Among the entries below, find the lines with the word "async" and copy them.

= Input data =
--*--

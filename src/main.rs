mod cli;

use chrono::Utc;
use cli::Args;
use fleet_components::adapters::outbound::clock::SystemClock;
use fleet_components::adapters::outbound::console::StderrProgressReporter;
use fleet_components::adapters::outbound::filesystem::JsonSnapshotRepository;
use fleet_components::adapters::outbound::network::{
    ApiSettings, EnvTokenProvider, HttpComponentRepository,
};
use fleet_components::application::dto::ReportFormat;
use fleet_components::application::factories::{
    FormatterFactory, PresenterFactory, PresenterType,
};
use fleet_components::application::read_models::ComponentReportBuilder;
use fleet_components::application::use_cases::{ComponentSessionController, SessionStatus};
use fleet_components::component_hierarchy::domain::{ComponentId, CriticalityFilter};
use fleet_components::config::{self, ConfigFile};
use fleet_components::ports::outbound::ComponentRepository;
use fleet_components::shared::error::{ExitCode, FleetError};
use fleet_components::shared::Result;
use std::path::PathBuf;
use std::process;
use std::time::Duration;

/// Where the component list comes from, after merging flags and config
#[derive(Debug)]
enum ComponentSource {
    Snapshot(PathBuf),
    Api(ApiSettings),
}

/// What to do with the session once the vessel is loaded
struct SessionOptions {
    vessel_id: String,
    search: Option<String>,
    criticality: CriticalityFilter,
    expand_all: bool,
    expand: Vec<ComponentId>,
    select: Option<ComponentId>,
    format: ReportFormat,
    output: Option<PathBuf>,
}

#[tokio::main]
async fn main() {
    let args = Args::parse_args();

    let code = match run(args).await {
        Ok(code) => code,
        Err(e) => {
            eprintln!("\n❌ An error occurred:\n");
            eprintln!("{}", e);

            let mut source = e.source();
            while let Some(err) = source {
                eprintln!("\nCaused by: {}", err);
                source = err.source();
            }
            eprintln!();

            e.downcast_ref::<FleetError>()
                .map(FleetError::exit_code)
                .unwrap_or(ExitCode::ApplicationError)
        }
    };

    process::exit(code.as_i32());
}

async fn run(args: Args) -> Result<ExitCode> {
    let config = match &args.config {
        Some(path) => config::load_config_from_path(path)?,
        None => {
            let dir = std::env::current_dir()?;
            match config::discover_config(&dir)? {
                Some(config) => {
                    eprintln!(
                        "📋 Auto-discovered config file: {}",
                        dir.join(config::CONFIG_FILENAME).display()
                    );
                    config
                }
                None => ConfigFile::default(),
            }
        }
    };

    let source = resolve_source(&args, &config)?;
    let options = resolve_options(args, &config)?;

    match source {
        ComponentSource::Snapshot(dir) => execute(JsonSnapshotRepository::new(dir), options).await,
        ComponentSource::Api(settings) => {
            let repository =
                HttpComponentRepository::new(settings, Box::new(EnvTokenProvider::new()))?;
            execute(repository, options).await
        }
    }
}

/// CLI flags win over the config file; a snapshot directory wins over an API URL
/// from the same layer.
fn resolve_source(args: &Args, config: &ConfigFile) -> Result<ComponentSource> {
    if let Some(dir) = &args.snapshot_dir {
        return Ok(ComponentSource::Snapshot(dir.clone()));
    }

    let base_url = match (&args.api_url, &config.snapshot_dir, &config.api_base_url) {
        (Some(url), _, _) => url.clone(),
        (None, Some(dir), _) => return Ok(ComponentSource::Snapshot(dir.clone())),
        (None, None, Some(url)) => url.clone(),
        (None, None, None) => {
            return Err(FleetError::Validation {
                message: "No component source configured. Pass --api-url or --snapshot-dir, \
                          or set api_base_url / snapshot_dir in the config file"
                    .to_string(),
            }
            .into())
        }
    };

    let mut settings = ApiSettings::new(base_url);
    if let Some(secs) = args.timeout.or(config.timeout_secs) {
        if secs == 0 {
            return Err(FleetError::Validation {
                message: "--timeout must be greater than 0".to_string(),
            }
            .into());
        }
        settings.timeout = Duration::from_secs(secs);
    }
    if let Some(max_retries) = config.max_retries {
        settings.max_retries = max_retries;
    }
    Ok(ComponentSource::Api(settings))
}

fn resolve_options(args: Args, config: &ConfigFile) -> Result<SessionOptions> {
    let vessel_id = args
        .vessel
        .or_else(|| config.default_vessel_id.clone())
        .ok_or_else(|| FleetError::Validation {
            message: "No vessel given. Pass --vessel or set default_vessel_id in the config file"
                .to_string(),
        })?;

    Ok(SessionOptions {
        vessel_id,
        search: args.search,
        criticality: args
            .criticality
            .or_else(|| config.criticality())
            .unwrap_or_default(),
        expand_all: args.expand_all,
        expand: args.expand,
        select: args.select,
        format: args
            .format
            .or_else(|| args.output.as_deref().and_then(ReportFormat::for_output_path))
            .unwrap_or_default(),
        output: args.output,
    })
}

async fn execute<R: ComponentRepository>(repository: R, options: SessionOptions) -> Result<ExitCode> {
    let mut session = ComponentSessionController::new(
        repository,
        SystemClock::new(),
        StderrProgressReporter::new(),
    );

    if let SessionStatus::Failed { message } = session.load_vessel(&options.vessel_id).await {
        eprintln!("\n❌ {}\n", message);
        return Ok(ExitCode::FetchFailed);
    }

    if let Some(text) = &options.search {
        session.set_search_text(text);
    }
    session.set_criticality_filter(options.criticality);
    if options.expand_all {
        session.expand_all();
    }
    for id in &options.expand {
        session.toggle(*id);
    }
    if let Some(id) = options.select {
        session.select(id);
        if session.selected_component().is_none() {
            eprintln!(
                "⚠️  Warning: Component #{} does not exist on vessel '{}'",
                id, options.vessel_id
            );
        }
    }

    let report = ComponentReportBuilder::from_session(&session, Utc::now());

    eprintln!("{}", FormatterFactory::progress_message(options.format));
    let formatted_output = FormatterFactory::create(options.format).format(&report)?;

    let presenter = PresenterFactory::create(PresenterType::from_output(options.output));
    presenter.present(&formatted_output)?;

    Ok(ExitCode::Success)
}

--*--

= Response area =
async fn main() {
async fn run(args: Args) -> Result<ExitCode> {
async fn execute<R: ComponentRepository>(repository: R, options: SessionOptions) -> Result<ExitCode> {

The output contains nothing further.